A manifestação reuniu representantes de entidades sindicais e organizações políticas que destacaram a necessidade de vigilância permanente diante de ameaças ao Estado Democrático de Direito. O discurso predominante foi o de que as condenações já impostas pelo Judiciário cumprem papel pedagógico e histórico, ao reafirmar a centralidade da Constituição e a responsabilização de agentes públicos e civis envolvidos na tentativa de ruptura institucional.

Entre os organizadores, houve crítica direta a iniciativas que buscam reduzir penas ou conceder perdão aos condenados, sob o entendimento de que tais medidas equivalem, na prática, à anistia. Também foi enfatizada a importância da mobilização social contínua como resposta a movimentos extremistas e como forma de pressionar o Parlamento contra retrocessos.

Três anos dos ataques

Em 8 de janeiro de 2023, milhares de manifestantes avançaram sobre a Esplanada dos Ministérios, romperam barreiras de segurança e atacaram as sedes dos Três Poderes, contestando o resultado das eleições e a posse do presidente Luiz Inácio Lula da Silva, empossado havia poucos dias.

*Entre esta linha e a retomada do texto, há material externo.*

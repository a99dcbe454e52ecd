//! Command dispatcher.
//!
//! [`Storefront`] owns the three controllers and is the top-level caller:
//! every [`Command`] goes through [`Storefront::dispatch`], which logs and
//! returns controller errors. Nothing above it is expected to show them.

use tracing::{error, instrument};

use crate::api::{Result, Transport};
use crate::command::Command;
use crate::controllers::{CartController, CatalogController, CheckoutOrchestrator};
use crate::surface::{Node, Surface};

/// The storefront page: controllers wired to one transport and one surface.
#[derive(Debug, Clone)]
pub struct Storefront<T, S> {
    catalog: CatalogController<T, S>,
    cart: CartController<T, S>,
    checkout: CheckoutOrchestrator<T, S>,
}

impl<T, S> Storefront<T, S>
where
    T: Transport + Clone,
    S: Surface + Clone,
{
    /// Wire the controllers to `api` and `surface`.
    #[must_use]
    pub fn new(api: T, surface: S) -> Self {
        let cart = CartController::new(api.clone(), surface.clone());
        Self {
            catalog: CatalogController::new(api.clone(), surface.clone()),
            checkout: CheckoutOrchestrator::new(api, surface, cart.clone()),
            cart,
        }
    }

    #[must_use]
    pub const fn catalog(&self) -> &CatalogController<T, S> {
        &self.catalog
    }

    #[must_use]
    pub const fn cart(&self) -> &CartController<T, S> {
        &self.cart
    }

    #[must_use]
    pub const fn checkout(&self) -> &CheckoutOrchestrator<T, S> {
        &self.checkout
    }

    /// Run `command` to completion.
    ///
    /// Failures have already been logged when this returns; the result is
    /// only informative.
    ///
    /// # Errors
    ///
    /// Returns the first controller error the command ran into.
    #[instrument(skip(self), fields(operation = command.name()))]
    pub async fn dispatch(&self, command: Command) -> Result<()> {
        let result = self.run(&command).await;
        if let Err(err) = &result {
            error!(operation = command.name(), error = %err, "command failed");
        }
        result
    }

    /// Dispatch the command attached to a rendered node.
    ///
    /// # Errors
    ///
    /// Same as [`dispatch`](Self::dispatch).
    pub async fn activate(&self, node: &Node) -> Result<()> {
        self.dispatch(node.command()).await
    }

    async fn run(&self, command: &Command) -> Result<()> {
        match command {
            Command::LoadPage => self.load_page().await,
            Command::SelectCategory(category) => {
                self.catalog.load_products(category.as_str()).await.map(drop)
            }
            Command::AddToCart(product_id) => self.cart.add_to_cart(product_id).await.map(drop),
            Command::RemoveFromCart(id) => self.cart.remove_from_cart(id).await.map(drop),
            Command::Checkout => self.checkout.checkout().await.map(drop),
        }
    }

    /// Start the three page loads together. Requests are issued in the
    /// order categories, products, cart; they complete in any order.
    async fn load_page(&self) -> Result<()> {
        let (categories, products, cart) = tokio::join!(
            self.catalog.load_categories(),
            self.catalog.load_products(""),
            self.cart.load_cart(),
        );

        let mut first = None;
        for (load, result) in [
            ("load_categories", categories),
            ("load_products", products),
            ("load_cart", cart),
        ] {
            if let Err(err) = result {
                error!(operation = load, error = %err, "page load step failed");
                if first.is_none() {
                    first = Some(err);
                }
            }
        }

        first.map_or(Ok(()), Err)
    }
}
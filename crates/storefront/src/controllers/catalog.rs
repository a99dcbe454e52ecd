//! Catalog: category filter and product list.

use tracing::{debug, instrument};

use crate::api::{Result, Transport, endpoints};
use crate::surface::{Container, Node, ProductCard, Surface};

/// Loads categories and products into the surface.
///
/// Nothing is tracked between calls. Overlapping `load_products` calls are
/// not cancelled, so whichever response arrives last is what stays rendered.
#[derive(Debug, Clone)]
pub struct CatalogController<T, S> {
    api: T,
    surface: S,
}

impl<T: Transport, S: Surface> CatalogController<T, S> {
    /// Create a new catalog controller.
    #[must_use]
    pub const fn new(api: T, surface: S) -> Self {
        Self { api, surface }
    }

    /// Append one option per category to the category filter.
    ///
    /// Returns the number of options added.
    ///
    /// # Errors
    ///
    /// Returns error if the categories could not be read; nothing is added.
    #[instrument(skip(self))]
    pub async fn load_categories(&self) -> Result<usize> {
        let categories = endpoints::list_categories(&self.api).await?;

        for category in &categories {
            self.surface.append(
                Container::CategorySelect,
                Node::CategoryOption {
                    value: category.clone(),
                },
            );
        }

        debug!(count = categories.len(), "categories rendered");
        Ok(categories.len())
    }

    /// Replace the product list with the products of `category`.
    ///
    /// The empty category lists every product. Returns the number of
    /// products rendered.
    ///
    /// # Errors
    ///
    /// Returns error if the products could not be read; the list keeps
    /// whatever it showed before.
    #[instrument(skip(self))]
    pub async fn load_products(&self, category: &str) -> Result<usize> {
        let products = endpoints::list_products(&self.api, category).await?;

        self.surface.clear(Container::ProductList);
        for product in &products {
            self.surface.append(
                Container::ProductList,
                Node::ProductCard(ProductCard::from(product)),
            );
        }

        debug!(count = products.len(), "products rendered");
        Ok(products.len())
    }
}
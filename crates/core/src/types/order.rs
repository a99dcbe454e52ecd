//! Order types.

use std::num::FpCategory;

use serde::{Deserialize, Deserializer, Serialize};
use serde_json::Value;

use super::cart::CartLineItem;
use super::id::{OrderId, UserId};
use super::status::OrderStatus;

/// An order produced by a checkout attempt.
///
/// Only `id` is guaranteed; the remaining fields are filled in when the
/// server includes them. `items` is a display snapshot: lines that do not
/// decode are dropped rather than failing the whole order.
#[derive(Debug, Clone, PartialEq, Eq, Serialize, Deserialize)]
pub struct Order {
    pub id: OrderId,
    #[serde(default, skip_serializing_if = "Option::is_none")]
    pub user_id: Option<UserId>,
    #[serde(
        default,
        deserialize_with = "lenient_items",
        skip_serializing_if = "Vec::is_empty"
    )]
    pub items: Vec<CartLineItem>,
    #[serde(default, skip_serializing_if = "Option::is_none")]
    pub status: Option<OrderStatus>,
}

fn lenient_items<'de, D>(deserializer: D) -> Result<Vec<CartLineItem>, D::Error>
where
    D: Deserializer<'de>,
{
    let items = match Value::deserialize(deserializer)? {
        Value::Array(items) => items
            .into_iter()
            .filter_map(|item| serde_json::from_value(item).ok())
            .collect(),
        _ => Vec::new(),
    };
    Ok(items)
}

/// Structured failure body returned when an order cannot be placed.
///
/// `detail` is usually a string, but validation failures may carry a list
/// or object, so it is kept as raw JSON.
#[derive(Debug, Clone, PartialEq, Eq, Default, Serialize, Deserialize)]
pub struct OrderFailure {
    #[serde(default)]
    pub detail: Option<Value>,
}

impl OrderFailure {
    /// Message shown when the server gives no `detail`.
    pub const GENERIC_MESSAGE: &'static str = "Unable to place order";

    /// The server's detail, or the generic message when it is missing or
    /// falsy (null, `""`, `false`, `0`).
    #[must_use]
    pub fn message(&self) -> String {
        match &self.detail {
            Some(Value::String(detail)) if !detail.is_empty() => detail.clone(),
            None | Some(Value::Null | Value::String(_) | Value::Bool(false)) => {
                Self::GENERIC_MESSAGE.to_string()
            }
            Some(Value::Number(n))
                if n.as_f64().map(f64::classify) == Some(FpCategory::Zero) =>
            {
                Self::GENERIC_MESSAGE.to_string()
            }
            Some(other) => other.to_string(),
        }
    }
}

#[cfg(test)]
#[allow(clippy::unwrap_used)]
mod tests {
    use super::*;

    #[test]
    fn test_minimal_order() {
        let order: Order = serde_json::from_str(r#"{"id":"ord_1"}"#).unwrap();
        assert_eq!(order.id.as_str(), "ord_1");
        assert!(order.items.is_empty());
        assert!(order.status.is_none());
    }

    #[test]
    fn test_full_order() {
        let order: Order = serde_json::from_str(
            r#"{
                "id": "ord_2",
                "user_id": "demo",
                "items": [{"id": "l1", "product_id": "p1", "quantity": 1}],
                "status": "confirmed"
            }"#,
        )
        .unwrap();
        assert_eq!(order.items.len(), 1);
        assert_eq!(order.status, Some(OrderStatus::Confirmed));
    }

    #[test]
    fn test_failure_detail() {
        let failure: OrderFailure =
            serde_json::from_str(r#"{"detail":"out of stock"}"#).unwrap();
        assert_eq!(failure.message(), "out of stock");
    }

    #[test]
    fn test_failure_without_detail_is_generic() {
        let failure: OrderFailure = serde_json::from_str("{}").unwrap();
        assert_eq!(failure.message(), "Unable to place order");

        let empty: OrderFailure = serde_json::from_str(r#"{"detail":""}"#).unwrap();
        assert_eq!(empty.message(), "Unable to place order");
    }

    #[test]
    fn test_falsy_detail_is_generic() {
        for body in [
            r#"{"detail":0}"#,
            r#"{"detail":0.0}"#,
            r#"{"detail":false}"#,
            r#"{"detail":null}"#,
        ] {
            let failure: OrderFailure = serde_json::from_str(body).unwrap();
            assert_eq!(failure.message(), "Unable to place order", "body {body}");
        }

        let code: OrderFailure = serde_json::from_str(r#"{"detail":409}"#).unwrap();
        assert_eq!(code.message(), "409");
    }

    #[test]
    fn test_malformed_lines_do_not_fail_the_order() {
        let order: Order = serde_json::from_str(
            r#"{
                "id": "ord_3",
                "items": [
                    {"id": "l1", "product_id": "p1", "quantity": 1},
                    {"id": "l2", "quantity": "many"}
                ]
            }"#,
        )
        .unwrap();
        assert_eq!(order.id.as_str(), "ord_3");
        assert_eq!(order.items.len(), 1);

        let odd: Order = serde_json::from_str(r#"{"id":"ord_4","items":"n/a"}"#).unwrap();
        assert!(odd.items.is_empty());

        let null: Order = serde_json::from_str(r#"{"id":"ord_5","items":null}"#).unwrap();
        assert!(null.items.is_empty());
    }

    #[test]
    fn test_structured_detail_is_rendered_as_json() {
        let failure: OrderFailure =
            serde_json::from_str(r#"{"detail":[{"msg":"field required"}]}"#).unwrap();
        assert_eq!(failure.message(), r#"[{"msg":"field required"}]"#);
    }
}
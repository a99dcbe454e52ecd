//! `CloudMart` Core - Shared types library.
//!
//! Wire types exchanged with the `CloudMart` commerce API, shared by:
//! - `storefront` - Client-side controllers that render catalog, cart and checkout
//! - `cli` - Terminal front end driving the storefront
//! - `integration-tests` - Mock commerce API used by end-to-end tests
//!
//! # Architecture
//!
//! The core crate contains only types - no I/O, no HTTP clients, no rendering.
//! The server is the source of truth for every value here; the client only
//! decodes and displays them.
//!
//! # Modules
//!
//! - [`types`] - Newtype IDs, prices, products, cart lines and orders

#![cfg_attr(not(test), forbid(unsafe_code))]

pub mod types;

pub use types::*;
//! Catalog browsing against the mock commerce API.

#![allow(clippy::unwrap_used)]

use cloudmart_core::Category;
use cloudmart_integration_tests::{MockCommerceApi, product, sample_catalog};
use cloudmart_storefront::api::endpoints;
use cloudmart_storefront::surface::{Container, Node};
use cloudmart_storefront::{ApiClient, Command, StorefrontConfig};

fn names(nodes: &[Node]) -> Vec<String> {
    nodes
        .iter()
        .map(|node| match node {
            Node::CategoryOption { value } => value.to_string(),
            Node::ProductCard(card) => format!("{} {}", card.name, card.price),
            Node::CartLine(line) => line.text(),
        })
        .collect()
}

#[tokio::test]
async fn test_page_load_renders_catalog_and_empty_cart() {
    let server = MockCommerceApi::spawn(sample_catalog()).await.unwrap();
    let (storefront, surface) = server.storefront().unwrap();

    storefront.dispatch(Command::LoadPage).await.unwrap();

    assert_eq!(
        names(&surface.children(Container::CategorySelect)),
        vec!["books", "toys"]
    );
    assert_eq!(
        names(&surface.children(Container::ProductList)),
        vec!["Widget 9.50", "Novel 12.00", "Puzzle 19.99"]
    );
    assert!(surface.children(Container::CartList).is_empty());
    assert_eq!(surface.text(Container::CartSummary), "Items in cart: 0");
}

#[tokio::test]
async fn test_selecting_a_category_filters_products() {
    let server = MockCommerceApi::spawn(sample_catalog()).await.unwrap();
    let (storefront, surface) = server.storefront().unwrap();
    storefront.dispatch(Command::LoadPage).await.unwrap();

    let toys = surface
        .children(Container::CategorySelect)
        .into_iter()
        .find(|node| matches!(node, Node::CategoryOption { value } if value.as_str() == "toys"))
        .unwrap();
    storefront.activate(&toys).await.unwrap();

    assert_eq!(
        names(&surface.children(Container::ProductList)),
        vec!["Widget 9.50", "Puzzle 19.99"]
    );
    assert_eq!(server.count("GET /api/v1/products?category=toys").await, 1);

    storefront
        .dispatch(Command::SelectCategory(Category::default()))
        .await
        .unwrap();
    assert_eq!(surface.children(Container::ProductList).len(), 3);
}

#[tokio::test]
async fn test_category_with_reserved_characters_is_encoded() {
    let server = MockCommerceApi::spawn(vec![
        product("g1", "Rake", "home & garden", 1500),
        product("b1", "Atlas", "books", 3000),
    ])
    .await
    .unwrap();
    let (storefront, surface) = server.storefront().unwrap();

    storefront
        .dispatch(Command::SelectCategory(Category::from("home & garden")))
        .await
        .unwrap();

    assert_eq!(
        names(&surface.children(Container::ProductList)),
        vec!["Rake 15.00"]
    );
    assert_eq!(
        server
            .count("GET /api/v1/products?category=home%20%26%20garden")
            .await,
        1
    );
}

#[tokio::test]
async fn test_health_and_base_url_with_trailing_slash() {
    let server = MockCommerceApi::spawn(sample_catalog()).await.unwrap();
    let config = StorefrontConfig::with_base_url(&format!("{}/", server.base_url())).unwrap();
    let api = ApiClient::new(&config).unwrap();

    let health = endpoints::health(&api).await.unwrap();

    assert!(health.is_ok());
    assert_eq!(server.requests().await, vec!["GET /health"]);
}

Três anos depois, o Supremo Tribunal Federal já condenou 1.399 pessoas pelos atos golpistas, conforme dados atualizados pelo gabinete do ministro Alexandre de Moraes. Do total, 179 pessoas estão presas, sendo 114 em regime fechado após o trânsito em julgado, além de condenações em regime domiciliar e prisões preventivas.

As decisões judiciais alcançam o ex-presidente Jair Bolsonaro e ex-integrantes de seu governo, responsabilizados por planejar ações para impedir a posse presidencial, além de ex-integrantes da cúpula da Polícia Militar do Distrito Federal condenados por omissão.